At present, stachyose products have wide application value and market prospect at home and abroad, and the stachyose is gradually applied to various fields of food, health-care products, medicines, cosmetics, feed and the like in China. The extraction method of stachyose comprises a solvent extraction method, an ultrasonic-assisted extraction method, a microbial fermentation method, an enzymolysis extraction method and the like, but stachyose products directly extracted from plant raw materials have the problems of low purity, complex purification process, high stachyose loss rate and the like, and the efficacy and application of stachyose are greatly limited. In order to find a novel extraction process which is more environment-friendly and efficient, the extraction and purification process of the rehmannia stachyose is improved, and subcritical hot water extraction and microbial fermentation are combined to assist in preparing the stachyose.
Disclosure of Invention
The invention aims to overcome the defects of the prior art and provides a method for preparing high-purity stachyose from rehmannia by using a subcritical and microbial fermentation method, the method is environment-friendly and efficient, the purity of the obtained stachyose is more than 91%, and the yield reaches 80%.

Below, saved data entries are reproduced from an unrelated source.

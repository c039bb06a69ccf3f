//! In-process implementations of the persistence and registry seams.

mod accessories;
mod artifacts;
mod project_metadata;
mod registrations;
mod reports;
mod robots;
mod vulnerabilities;

pub use accessories::{Accessory, InMemoryAccessoryStore, content_digest};
pub use artifacts::InMemoryArtifactStore;
pub use project_metadata::InMemoryProjectMetadataStore;
pub use registrations::InMemoryRegistrationStore;
pub use reports::InMemoryReportStore;
pub use robots::{DEFAULT_ROBOT_PREFIX, InMemoryRobotAccountManager};
pub use vulnerabilities::InMemoryVulnerabilityRecordStore;
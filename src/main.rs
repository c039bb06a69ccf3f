use std::path::PathBuf;

use clap::Parser;
use scan_orchestrator::app::component_factory::{
    ComponentFactory, Components, Config, LogFormat, LoggingConfig,
};
use scan_orchestrator::infra::{ConcreteComponentFactory, JobLogBuffer, JobLogLayer};
use tokio::sync::watch;
use tracing::level_filters::LevelFilter;
use tracing::{error, info};
use tracing_subscriber::layer::SubscriberExt;
use tracing_subscriber::util::SubscriberInitExt;
use tracing_subscriber::{EnvFilter, Layer};

type BoxError = Box<dyn std::error::Error + Send + Sync>;

#[derive(Parser)]
#[command(name = "scan-orchestrator")]
#[command(about = "Orchestrates vulnerability scans of registry artifacts")]
#[command(version)]
struct Cli {
    /// Path to the YAML configuration file
    #[arg(short, long)]
    config: PathBuf,
}

fn init_logging(config: &LoggingConfig, job_logs: JobLogBuffer) {
    let filter = EnvFilter::try_from_default_env()
        .unwrap_or_else(|_| EnvFilter::new(&config.level));
    let output = match config.format {
        LogFormat::Json => tracing_subscriber::fmt::layer().json().boxed(),
        LogFormat::Text => tracing_subscriber::fmt::layer().boxed(),
    };

    tracing_subscriber::registry()
        .with(output.with_filter(filter))
        .with(JobLogLayer::new(job_logs).with_filter(LevelFilter::DEBUG))
        .init();
}

#[tokio::main]
async fn main() -> Result<(), BoxError> {
    let cli = Cli::parse();
    let content = tokio::fs::read_to_string(&cli.config).await?;
    let config = Config::from_yaml(&content)?;

    let factory = ConcreteComponentFactory::default();
    init_logging(&config.logging, factory.job_logs());

    let Components {
        scanners,
        job_hooks,
        hook_events,
        background,
        ..
    } = factory.create_components(config.clone())?;

    for scanner in &config.scanners {
        let registration = scanner.to_registration()?;
        match scanners
            .ensure_scanner(registration, scanner.resolve_conflict)
            .await
        {
            Ok(uuid) => info!(registration = %scanner.name, uuid = %uuid, "scanner installed"),
            Err(e) => error!(registration = %scanner.name, "failed to install scanner: {e}"),
        }
    }

    let (shutdown, shutdown_rx) = watch::channel(false);
    let tasks: Vec<_> = background
        .iter()
        .map(|task| {
            info!(task = task.name(), "starting background task");
            task.spawn(shutdown_rx.clone())
        })
        .collect();
    let dispatcher = tokio::spawn(job_hooks.run(hook_events));

    info!("scan orchestrator started");
    tokio::signal::ctrl_c().await?;
    info!("shutting down");

    shutdown.send_replace(true);
    for task in tasks {
        if let Err(e) = task.await {
            error!("background task failed: {e}");
        }
    }
    dispatcher.abort();

    Ok(())
}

In order to achieve the purpose, the invention adopts the following technical scheme:
a method for preparing high-purity stachyose from rehmanniae radix by subcritical and microbial fermentation comprises the following steps:
1) putting the ground rehmannia powder into a conventional subcritical water extraction device, and dynamically extracting by taking subcritical water as an extracting solution, wherein the extraction pressure is 3-15 MPa, the extraction temperature is 100-200 ℃, and the extraction time is 30-90 min;
2) after extraction, cooling the extracting solution to room temperature, inoculating aspergillus oryzae and lactobacillus plantarum into the extracting solution for fermentation, wherein the fermentation temperature is 25-30 ℃, and the fermentation time is 1-3 days;
3) after fermentation, filtering, heating the filtrate to 60-90 ℃, adding activated carbon powder and activated clay, preserving heat for 0.5-1.5 h for decoloring, then cooling to room temperature, and centrifuging to obtain supernatant liquid;
4) purifying the supernatant by using anion exchange resin at the flow rate of 1-3 m3Resin/h, collecting effluent liquid; adding deionized water for elution, collecting eluent, and mixing effluent and/or eluent;
5) desalting the feed liquid obtained in the step 4) by using cation exchange resin at the flow speed of 5-10 m3Resin/h, collecting effluent liquid; adding deionized water for elution, collecting eluent, and mixing effluent and/or eluent;
6) filtering the feed liquid obtained in the step 5) by using a microporous filter membrane, concentrating under reduced pressure at 70 ℃, and drying to obtain a stachyose product.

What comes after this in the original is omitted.